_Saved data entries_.

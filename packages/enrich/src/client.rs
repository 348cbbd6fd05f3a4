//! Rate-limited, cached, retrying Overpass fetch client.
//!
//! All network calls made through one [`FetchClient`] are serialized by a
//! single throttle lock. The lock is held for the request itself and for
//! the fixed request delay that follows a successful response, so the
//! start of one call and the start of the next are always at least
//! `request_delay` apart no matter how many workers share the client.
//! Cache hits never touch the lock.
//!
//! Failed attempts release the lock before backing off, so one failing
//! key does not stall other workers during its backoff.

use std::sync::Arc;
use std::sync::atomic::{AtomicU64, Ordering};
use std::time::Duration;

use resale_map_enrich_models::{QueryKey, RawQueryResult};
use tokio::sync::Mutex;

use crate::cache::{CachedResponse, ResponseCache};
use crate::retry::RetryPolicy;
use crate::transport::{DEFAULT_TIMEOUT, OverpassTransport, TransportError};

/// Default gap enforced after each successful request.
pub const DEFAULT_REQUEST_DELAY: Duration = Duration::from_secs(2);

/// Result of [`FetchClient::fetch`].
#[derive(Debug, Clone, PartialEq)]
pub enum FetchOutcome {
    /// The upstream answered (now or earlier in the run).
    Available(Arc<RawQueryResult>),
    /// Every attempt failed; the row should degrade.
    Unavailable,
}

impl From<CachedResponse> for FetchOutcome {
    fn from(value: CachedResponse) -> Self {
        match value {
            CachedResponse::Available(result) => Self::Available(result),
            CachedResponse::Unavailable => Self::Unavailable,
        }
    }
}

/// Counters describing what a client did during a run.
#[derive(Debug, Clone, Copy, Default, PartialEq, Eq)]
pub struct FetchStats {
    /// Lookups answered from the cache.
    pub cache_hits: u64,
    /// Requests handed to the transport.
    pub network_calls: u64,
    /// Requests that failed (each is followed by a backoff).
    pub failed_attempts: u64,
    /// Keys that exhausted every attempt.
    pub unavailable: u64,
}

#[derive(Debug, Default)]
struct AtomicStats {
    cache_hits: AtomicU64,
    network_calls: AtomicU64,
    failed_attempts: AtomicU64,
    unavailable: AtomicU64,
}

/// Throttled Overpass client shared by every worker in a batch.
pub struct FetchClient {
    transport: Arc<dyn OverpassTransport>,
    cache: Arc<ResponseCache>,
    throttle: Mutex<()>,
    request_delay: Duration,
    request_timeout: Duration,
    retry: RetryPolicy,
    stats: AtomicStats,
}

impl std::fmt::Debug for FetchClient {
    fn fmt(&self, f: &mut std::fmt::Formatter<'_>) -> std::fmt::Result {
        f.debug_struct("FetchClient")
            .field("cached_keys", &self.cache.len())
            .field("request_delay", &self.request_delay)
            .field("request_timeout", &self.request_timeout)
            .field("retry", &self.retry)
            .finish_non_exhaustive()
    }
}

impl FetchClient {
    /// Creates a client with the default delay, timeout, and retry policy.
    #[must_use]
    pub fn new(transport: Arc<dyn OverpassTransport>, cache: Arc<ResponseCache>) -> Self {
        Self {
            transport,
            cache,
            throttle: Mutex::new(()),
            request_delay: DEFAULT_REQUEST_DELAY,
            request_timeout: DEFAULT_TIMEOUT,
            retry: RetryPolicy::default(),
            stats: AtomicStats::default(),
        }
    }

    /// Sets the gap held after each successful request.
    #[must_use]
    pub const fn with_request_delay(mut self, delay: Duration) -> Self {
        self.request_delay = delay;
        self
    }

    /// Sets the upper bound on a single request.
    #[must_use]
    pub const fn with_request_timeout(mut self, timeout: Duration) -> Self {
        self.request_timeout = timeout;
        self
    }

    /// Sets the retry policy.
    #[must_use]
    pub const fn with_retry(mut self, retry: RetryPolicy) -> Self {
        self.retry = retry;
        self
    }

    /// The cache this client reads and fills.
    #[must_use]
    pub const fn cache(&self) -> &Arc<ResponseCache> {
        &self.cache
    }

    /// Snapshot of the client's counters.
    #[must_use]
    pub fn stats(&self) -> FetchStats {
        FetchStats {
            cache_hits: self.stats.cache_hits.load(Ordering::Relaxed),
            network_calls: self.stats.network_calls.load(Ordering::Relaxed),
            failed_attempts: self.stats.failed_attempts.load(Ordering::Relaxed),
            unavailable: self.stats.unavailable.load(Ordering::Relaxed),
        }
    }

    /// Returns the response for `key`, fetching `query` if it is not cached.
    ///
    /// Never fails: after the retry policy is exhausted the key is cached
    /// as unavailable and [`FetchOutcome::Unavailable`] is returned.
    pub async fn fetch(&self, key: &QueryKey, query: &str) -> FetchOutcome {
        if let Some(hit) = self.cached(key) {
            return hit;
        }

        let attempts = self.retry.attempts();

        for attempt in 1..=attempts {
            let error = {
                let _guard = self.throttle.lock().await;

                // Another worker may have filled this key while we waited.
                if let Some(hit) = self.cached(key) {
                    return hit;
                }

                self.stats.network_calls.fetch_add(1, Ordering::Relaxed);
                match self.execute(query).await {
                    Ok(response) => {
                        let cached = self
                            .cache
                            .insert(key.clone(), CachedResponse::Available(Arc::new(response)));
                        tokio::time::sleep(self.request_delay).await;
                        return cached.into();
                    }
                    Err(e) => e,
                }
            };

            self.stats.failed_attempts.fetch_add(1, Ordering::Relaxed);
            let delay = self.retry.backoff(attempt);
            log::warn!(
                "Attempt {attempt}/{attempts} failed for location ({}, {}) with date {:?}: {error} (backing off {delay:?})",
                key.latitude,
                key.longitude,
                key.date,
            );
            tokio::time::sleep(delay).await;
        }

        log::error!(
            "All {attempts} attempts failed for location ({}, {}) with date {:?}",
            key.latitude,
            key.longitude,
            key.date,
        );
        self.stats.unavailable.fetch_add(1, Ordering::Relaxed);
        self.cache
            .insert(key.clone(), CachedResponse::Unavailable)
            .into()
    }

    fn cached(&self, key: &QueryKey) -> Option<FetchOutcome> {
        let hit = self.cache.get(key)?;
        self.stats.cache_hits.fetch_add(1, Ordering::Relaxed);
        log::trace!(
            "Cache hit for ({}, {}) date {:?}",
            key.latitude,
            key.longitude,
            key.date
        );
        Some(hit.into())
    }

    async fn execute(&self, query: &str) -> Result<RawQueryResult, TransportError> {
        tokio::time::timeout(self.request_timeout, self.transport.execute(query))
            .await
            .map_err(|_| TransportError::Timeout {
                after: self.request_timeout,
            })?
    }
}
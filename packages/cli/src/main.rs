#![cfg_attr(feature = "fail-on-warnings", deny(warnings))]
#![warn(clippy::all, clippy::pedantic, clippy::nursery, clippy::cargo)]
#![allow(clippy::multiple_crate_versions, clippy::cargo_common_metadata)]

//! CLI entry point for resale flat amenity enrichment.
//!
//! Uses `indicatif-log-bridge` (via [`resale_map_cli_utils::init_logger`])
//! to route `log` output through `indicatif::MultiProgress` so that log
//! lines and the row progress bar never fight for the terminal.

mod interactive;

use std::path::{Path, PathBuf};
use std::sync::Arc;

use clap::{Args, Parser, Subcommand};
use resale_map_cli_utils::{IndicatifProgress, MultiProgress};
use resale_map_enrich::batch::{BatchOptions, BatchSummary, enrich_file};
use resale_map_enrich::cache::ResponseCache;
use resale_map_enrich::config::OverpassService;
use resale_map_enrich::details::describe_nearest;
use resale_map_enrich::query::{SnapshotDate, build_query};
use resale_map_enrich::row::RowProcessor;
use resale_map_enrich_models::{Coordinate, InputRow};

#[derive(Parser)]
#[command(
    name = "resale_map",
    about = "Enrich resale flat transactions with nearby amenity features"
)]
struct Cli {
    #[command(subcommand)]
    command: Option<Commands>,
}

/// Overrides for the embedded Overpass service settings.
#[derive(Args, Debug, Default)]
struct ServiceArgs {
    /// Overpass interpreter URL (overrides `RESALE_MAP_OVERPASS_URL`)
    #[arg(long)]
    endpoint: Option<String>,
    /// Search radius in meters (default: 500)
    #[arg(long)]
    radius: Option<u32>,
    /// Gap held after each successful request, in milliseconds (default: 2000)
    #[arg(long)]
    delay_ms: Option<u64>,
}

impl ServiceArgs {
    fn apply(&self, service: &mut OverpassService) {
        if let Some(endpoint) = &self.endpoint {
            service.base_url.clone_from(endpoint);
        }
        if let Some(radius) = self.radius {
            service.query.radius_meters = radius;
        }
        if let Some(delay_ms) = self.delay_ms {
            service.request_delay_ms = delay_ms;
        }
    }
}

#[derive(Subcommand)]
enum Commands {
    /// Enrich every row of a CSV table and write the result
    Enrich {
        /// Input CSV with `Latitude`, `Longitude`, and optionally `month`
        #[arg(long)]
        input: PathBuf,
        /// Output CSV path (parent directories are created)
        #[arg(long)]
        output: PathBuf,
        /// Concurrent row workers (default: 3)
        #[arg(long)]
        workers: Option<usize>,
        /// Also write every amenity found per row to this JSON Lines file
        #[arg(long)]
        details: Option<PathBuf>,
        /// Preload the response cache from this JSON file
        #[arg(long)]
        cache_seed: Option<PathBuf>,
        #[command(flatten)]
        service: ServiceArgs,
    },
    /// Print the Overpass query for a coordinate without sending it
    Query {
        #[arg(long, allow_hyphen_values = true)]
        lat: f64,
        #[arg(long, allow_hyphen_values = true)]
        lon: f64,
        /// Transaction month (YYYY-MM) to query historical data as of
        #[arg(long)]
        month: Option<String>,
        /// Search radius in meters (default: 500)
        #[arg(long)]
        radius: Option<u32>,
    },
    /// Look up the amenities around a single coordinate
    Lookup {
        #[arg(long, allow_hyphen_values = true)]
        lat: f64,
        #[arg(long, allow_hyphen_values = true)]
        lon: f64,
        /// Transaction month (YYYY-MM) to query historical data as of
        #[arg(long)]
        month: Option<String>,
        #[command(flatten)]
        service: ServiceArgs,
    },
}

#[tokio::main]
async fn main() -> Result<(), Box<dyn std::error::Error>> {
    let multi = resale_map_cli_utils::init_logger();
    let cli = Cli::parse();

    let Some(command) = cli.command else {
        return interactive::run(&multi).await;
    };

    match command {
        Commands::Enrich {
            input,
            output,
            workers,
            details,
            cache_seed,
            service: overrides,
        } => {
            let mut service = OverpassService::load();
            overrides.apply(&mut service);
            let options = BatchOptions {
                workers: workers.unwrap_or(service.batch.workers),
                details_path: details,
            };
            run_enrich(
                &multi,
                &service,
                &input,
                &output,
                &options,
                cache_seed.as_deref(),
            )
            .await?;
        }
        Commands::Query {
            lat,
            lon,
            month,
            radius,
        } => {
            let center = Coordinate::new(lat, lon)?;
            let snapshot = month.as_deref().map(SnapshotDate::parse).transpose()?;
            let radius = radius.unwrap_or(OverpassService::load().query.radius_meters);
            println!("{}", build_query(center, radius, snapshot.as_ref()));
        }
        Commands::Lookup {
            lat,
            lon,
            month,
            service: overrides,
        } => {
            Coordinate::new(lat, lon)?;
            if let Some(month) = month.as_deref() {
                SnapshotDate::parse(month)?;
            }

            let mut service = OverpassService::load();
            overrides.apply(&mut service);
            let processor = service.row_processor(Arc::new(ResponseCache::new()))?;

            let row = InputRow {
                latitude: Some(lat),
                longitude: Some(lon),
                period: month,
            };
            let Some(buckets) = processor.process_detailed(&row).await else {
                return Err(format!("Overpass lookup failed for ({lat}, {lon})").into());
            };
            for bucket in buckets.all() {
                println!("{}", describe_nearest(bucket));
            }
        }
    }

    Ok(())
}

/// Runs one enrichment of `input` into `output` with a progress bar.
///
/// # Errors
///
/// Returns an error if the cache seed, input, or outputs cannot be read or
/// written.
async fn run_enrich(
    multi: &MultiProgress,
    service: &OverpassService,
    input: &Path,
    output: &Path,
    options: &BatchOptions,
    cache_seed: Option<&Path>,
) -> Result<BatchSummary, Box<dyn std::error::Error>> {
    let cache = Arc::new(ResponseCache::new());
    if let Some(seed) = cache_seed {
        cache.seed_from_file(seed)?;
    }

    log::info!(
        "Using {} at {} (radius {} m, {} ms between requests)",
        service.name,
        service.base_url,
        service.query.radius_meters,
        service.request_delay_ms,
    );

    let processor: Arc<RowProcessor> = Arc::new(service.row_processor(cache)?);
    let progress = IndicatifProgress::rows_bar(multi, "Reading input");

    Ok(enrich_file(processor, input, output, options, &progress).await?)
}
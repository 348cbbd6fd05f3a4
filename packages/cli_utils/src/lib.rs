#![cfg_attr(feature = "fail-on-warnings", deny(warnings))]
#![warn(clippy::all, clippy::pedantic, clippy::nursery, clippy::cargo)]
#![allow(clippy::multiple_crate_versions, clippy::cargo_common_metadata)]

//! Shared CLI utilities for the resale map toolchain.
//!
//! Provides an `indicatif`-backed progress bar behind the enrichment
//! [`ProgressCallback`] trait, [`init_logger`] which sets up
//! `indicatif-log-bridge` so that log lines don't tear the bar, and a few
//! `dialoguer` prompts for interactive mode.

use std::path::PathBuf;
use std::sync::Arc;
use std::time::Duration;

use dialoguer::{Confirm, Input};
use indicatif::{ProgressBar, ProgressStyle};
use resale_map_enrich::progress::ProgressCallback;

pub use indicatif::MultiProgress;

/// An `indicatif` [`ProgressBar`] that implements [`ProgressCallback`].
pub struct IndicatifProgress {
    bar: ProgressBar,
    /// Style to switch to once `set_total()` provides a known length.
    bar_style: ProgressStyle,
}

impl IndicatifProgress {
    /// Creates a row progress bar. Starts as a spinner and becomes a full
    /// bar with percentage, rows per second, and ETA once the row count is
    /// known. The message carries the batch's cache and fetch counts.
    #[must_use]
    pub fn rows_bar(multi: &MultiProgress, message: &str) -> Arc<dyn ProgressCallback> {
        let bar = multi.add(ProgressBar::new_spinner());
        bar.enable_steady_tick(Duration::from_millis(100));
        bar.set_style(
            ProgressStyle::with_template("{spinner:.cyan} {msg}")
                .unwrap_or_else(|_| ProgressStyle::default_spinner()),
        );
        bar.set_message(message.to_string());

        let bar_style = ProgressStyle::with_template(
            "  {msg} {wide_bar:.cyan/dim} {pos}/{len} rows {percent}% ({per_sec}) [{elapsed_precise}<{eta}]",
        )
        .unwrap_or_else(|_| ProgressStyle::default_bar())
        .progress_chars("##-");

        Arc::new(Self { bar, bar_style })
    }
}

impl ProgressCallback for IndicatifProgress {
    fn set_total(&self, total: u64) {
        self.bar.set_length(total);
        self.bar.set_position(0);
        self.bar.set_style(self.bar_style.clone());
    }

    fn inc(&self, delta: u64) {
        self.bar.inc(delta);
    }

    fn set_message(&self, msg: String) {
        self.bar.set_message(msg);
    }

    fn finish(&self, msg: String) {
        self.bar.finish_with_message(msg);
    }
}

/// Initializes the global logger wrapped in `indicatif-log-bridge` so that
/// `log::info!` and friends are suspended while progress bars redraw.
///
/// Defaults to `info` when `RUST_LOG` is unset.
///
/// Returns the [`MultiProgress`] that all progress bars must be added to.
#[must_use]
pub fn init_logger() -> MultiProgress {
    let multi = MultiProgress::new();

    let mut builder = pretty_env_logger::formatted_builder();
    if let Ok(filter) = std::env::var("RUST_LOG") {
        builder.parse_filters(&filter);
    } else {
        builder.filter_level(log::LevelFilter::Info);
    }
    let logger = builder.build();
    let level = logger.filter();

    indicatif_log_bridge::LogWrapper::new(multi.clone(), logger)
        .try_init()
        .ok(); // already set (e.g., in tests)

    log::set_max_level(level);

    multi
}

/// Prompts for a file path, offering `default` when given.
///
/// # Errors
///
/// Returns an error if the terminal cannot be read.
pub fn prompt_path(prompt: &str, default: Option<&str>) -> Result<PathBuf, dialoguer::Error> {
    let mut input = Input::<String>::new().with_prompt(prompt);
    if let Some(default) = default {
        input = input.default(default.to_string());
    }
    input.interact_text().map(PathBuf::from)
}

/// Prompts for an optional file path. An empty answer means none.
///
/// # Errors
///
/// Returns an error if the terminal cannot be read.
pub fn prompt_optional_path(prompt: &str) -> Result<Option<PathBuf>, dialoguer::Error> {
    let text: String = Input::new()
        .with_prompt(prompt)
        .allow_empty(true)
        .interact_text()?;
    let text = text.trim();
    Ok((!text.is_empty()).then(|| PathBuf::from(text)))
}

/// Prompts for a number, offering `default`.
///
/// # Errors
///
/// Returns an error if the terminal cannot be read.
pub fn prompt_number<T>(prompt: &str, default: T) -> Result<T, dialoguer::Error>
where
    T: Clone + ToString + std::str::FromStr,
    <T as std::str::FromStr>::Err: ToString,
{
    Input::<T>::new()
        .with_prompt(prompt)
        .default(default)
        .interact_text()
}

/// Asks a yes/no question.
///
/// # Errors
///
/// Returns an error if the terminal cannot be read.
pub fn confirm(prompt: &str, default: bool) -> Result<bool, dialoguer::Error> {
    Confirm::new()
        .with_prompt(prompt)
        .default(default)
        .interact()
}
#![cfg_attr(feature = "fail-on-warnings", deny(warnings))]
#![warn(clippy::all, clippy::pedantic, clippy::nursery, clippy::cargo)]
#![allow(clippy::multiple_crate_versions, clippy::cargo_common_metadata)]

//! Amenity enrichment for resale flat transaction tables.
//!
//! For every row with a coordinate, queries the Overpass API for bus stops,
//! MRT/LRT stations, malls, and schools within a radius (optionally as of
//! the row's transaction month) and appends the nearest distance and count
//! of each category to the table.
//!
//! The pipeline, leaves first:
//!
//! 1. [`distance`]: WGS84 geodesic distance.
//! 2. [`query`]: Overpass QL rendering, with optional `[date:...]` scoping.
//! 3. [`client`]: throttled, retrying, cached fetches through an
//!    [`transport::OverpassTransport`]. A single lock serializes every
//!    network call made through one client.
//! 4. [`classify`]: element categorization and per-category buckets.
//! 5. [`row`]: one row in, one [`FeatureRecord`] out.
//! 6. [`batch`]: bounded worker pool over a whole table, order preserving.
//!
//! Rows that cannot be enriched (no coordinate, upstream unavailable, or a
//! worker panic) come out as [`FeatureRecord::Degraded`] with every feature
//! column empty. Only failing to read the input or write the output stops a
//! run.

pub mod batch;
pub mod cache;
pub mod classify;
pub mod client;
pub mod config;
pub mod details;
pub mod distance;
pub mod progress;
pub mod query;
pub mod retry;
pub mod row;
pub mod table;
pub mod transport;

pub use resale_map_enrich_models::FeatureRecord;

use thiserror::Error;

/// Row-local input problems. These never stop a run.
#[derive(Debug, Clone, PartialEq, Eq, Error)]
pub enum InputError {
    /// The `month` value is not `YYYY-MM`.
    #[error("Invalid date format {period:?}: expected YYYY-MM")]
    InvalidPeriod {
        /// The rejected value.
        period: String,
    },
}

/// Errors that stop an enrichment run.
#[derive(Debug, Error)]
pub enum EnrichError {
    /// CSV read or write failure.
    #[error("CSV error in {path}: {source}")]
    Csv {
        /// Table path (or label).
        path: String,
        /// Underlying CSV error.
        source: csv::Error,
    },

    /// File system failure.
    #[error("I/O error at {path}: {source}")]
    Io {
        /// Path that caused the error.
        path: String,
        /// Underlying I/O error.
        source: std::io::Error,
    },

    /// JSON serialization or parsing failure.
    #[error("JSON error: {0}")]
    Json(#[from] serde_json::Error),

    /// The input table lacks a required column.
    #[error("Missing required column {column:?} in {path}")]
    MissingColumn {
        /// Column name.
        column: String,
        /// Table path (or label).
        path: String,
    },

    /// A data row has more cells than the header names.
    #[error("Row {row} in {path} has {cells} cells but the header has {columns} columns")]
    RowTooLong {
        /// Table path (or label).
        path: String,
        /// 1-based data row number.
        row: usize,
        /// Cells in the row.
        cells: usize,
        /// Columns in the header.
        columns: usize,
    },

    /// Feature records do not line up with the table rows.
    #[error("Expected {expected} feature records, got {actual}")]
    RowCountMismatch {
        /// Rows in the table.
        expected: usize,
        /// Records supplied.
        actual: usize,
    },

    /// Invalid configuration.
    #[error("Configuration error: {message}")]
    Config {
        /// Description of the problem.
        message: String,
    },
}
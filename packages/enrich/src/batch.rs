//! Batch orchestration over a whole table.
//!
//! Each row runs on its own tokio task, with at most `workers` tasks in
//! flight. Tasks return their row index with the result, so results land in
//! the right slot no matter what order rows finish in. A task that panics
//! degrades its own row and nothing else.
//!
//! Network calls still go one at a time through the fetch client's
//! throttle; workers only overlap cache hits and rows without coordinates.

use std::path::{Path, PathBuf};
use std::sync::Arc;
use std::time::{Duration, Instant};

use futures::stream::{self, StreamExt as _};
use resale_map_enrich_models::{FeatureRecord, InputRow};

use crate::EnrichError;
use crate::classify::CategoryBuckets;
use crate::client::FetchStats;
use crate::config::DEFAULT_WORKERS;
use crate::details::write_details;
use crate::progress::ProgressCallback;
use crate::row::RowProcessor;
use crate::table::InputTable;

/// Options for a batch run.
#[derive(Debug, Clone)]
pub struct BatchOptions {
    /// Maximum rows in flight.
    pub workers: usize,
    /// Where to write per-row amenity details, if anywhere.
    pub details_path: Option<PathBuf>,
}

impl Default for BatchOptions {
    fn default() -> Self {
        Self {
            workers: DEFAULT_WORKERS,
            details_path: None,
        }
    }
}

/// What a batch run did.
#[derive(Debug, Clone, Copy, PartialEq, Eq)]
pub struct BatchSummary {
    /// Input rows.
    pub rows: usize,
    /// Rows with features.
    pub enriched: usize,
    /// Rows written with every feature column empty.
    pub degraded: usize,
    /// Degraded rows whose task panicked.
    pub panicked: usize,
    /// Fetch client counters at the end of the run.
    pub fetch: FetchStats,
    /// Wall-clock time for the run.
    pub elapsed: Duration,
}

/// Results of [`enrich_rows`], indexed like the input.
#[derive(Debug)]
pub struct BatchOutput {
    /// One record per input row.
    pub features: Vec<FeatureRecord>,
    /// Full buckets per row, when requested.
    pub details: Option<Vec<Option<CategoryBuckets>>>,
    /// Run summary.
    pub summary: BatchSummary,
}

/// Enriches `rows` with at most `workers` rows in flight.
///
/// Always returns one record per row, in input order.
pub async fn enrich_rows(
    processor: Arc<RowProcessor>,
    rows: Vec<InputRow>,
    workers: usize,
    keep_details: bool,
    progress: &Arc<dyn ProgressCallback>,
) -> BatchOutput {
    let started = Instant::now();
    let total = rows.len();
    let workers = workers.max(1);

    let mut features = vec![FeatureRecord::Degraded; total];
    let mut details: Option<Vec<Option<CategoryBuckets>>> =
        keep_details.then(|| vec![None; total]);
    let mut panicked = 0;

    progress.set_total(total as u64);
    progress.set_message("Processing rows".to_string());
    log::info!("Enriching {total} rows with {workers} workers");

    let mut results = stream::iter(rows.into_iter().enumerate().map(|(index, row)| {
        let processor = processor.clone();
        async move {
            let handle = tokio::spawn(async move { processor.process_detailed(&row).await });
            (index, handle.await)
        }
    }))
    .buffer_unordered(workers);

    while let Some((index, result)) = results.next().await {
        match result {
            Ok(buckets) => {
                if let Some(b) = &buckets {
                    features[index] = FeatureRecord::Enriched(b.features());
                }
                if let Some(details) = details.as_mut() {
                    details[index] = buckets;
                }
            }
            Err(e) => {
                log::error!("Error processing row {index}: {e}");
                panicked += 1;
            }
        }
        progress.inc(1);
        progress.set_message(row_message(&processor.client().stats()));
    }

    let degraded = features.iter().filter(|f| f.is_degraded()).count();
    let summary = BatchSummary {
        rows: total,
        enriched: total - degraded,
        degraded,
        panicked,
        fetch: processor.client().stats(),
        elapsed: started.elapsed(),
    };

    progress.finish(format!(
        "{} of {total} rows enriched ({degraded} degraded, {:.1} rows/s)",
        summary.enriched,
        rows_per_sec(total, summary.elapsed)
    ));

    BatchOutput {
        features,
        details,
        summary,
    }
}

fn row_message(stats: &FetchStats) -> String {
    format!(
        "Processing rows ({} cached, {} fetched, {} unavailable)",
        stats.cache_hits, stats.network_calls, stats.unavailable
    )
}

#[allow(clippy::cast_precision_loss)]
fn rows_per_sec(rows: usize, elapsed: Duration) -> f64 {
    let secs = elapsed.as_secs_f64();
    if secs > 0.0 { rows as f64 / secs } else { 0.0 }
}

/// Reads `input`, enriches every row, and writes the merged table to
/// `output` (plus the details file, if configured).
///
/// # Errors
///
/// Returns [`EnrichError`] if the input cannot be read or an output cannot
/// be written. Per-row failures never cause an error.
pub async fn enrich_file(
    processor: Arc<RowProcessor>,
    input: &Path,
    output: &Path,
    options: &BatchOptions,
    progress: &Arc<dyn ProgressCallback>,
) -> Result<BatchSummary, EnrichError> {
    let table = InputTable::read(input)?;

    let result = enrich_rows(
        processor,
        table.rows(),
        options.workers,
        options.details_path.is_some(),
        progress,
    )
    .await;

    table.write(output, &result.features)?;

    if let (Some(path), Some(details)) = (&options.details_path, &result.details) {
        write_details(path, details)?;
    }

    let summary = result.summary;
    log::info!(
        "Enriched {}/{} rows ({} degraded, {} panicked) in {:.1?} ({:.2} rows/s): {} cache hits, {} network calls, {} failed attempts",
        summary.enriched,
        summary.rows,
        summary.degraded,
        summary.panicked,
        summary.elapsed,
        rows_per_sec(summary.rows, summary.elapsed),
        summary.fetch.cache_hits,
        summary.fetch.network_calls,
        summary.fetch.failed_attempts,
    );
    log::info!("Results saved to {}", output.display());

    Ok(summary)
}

_What to work on_.
Your answer should be the lines above from the one containing "(e.g., in tests)" through the one containing "if let Some(default)", copied exactly and with both ends kept.

_Output of the exercise_.
        .ok(); // already set (e.g., in tests)

    log::set_max_level(level);

    multi
}

/// Prompts for a file path, offering `default` when given.
///
/// # Errors
///
/// Returns an error if the terminal cannot be read.
pub fn prompt_path(prompt: &str, default: Option<&str>) -> Result<PathBuf, dialoguer::Error> {
    let mut input = Input::<String>::new().with_prompt(prompt);
    if let Some(default) = default {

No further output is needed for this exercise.